Requirement: State how many lines below hold the word "info". Give that number and no other text.

[Records drawn from a dataset]
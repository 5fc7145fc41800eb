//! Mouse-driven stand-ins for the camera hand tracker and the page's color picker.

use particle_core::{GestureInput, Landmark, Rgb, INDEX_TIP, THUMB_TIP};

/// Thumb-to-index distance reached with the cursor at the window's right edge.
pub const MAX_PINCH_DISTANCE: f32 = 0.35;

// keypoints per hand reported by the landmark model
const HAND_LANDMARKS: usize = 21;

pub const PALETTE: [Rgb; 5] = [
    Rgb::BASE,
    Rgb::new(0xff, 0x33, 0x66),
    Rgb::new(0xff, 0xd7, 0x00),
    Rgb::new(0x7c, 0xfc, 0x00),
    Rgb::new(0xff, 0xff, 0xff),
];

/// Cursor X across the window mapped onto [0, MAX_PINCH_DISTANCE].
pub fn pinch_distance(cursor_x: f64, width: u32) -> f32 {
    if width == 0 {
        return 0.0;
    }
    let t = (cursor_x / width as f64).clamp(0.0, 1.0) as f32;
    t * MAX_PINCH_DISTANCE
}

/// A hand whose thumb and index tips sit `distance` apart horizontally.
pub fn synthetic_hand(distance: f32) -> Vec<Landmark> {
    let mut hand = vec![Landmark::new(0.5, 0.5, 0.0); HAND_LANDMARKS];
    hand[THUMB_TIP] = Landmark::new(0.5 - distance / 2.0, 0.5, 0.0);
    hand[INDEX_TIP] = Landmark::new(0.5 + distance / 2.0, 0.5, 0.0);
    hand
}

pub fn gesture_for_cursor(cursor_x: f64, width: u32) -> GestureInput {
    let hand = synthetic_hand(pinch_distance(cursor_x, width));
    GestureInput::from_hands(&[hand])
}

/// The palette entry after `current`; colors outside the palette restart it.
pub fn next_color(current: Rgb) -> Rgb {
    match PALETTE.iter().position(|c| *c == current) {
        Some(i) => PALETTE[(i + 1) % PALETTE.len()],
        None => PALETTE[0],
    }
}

--

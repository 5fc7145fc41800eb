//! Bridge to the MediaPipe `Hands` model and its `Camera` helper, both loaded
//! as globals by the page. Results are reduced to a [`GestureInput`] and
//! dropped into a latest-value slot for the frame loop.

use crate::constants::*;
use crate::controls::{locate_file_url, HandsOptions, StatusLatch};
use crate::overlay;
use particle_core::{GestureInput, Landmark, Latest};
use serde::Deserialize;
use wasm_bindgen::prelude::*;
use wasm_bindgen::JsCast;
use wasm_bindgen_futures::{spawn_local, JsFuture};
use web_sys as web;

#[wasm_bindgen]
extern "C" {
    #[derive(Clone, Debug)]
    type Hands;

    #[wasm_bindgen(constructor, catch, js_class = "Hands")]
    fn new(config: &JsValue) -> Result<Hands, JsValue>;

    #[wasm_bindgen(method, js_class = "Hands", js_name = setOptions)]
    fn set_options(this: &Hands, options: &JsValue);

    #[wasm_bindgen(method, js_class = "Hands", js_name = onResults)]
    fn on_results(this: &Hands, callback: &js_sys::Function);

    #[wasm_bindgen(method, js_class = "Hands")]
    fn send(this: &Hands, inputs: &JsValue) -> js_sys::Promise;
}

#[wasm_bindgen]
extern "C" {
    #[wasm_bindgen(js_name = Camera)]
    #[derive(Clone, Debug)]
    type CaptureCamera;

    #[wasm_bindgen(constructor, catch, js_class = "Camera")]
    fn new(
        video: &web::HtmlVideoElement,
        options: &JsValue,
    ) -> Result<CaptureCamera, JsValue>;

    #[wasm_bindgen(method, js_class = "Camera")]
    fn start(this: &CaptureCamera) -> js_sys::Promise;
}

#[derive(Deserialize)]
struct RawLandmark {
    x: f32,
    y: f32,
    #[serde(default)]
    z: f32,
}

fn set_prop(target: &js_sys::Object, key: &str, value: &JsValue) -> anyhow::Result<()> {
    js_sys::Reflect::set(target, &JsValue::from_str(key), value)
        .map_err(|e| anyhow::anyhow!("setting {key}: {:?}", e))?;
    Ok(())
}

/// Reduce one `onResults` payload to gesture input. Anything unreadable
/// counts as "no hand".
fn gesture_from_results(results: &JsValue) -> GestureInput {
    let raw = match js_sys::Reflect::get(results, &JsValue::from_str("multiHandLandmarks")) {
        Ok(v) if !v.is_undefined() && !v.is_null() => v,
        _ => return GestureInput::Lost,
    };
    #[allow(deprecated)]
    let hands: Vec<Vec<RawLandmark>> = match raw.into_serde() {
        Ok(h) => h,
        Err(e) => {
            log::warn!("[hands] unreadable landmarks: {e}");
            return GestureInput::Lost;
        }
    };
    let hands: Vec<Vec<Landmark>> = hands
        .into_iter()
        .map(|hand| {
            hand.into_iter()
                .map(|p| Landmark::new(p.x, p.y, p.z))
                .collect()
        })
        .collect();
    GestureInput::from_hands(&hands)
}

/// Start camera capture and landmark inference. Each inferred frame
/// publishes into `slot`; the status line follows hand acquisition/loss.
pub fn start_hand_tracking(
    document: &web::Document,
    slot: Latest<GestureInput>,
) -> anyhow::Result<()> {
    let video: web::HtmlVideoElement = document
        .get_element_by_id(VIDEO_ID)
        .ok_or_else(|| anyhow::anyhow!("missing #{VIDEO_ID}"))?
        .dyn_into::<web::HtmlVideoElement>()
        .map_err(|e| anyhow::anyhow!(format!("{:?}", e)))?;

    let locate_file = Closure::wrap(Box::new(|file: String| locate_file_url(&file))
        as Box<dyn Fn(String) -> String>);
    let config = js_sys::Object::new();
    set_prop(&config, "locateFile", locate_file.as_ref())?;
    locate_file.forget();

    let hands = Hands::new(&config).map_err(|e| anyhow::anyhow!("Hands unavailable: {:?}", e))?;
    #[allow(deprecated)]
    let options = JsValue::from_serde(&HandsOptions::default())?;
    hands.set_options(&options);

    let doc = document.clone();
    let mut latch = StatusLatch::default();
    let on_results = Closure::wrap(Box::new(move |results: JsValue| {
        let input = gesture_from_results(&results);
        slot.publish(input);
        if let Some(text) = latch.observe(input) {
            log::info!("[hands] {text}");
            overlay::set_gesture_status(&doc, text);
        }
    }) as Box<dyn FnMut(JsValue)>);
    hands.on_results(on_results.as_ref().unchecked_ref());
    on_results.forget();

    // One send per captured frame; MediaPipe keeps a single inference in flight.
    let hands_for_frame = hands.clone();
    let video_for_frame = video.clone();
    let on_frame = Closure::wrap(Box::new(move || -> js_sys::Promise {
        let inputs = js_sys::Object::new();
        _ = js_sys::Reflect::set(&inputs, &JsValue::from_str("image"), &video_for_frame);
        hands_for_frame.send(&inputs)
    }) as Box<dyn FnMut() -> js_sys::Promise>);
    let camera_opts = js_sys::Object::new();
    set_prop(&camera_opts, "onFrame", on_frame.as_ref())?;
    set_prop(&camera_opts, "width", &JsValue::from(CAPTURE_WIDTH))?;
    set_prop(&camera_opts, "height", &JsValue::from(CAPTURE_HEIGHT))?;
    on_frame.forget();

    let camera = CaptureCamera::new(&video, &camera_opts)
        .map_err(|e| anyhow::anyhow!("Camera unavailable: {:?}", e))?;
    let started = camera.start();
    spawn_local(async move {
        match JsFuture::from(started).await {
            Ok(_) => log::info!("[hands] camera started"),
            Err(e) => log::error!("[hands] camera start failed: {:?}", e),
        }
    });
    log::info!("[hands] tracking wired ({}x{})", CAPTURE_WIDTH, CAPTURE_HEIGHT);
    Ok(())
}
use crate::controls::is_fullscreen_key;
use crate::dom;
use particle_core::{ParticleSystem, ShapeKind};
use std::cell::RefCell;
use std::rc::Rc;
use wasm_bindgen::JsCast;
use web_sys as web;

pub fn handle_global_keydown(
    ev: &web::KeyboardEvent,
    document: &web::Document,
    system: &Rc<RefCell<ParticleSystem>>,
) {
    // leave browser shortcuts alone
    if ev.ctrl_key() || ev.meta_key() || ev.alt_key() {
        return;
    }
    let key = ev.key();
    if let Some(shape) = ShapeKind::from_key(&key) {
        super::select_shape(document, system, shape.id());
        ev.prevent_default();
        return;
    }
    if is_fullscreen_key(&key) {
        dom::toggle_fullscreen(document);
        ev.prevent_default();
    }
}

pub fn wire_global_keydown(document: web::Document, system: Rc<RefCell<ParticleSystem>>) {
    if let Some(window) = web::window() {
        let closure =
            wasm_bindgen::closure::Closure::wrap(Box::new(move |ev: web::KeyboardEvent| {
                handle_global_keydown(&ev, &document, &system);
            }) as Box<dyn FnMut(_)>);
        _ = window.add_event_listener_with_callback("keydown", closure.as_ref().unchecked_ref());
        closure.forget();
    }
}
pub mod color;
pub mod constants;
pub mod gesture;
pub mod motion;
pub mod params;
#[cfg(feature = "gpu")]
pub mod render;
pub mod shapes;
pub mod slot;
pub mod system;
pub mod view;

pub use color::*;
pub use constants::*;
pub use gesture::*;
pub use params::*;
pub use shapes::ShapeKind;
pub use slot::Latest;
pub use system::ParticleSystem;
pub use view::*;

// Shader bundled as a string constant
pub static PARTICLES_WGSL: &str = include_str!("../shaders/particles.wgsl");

Exercise solution: 3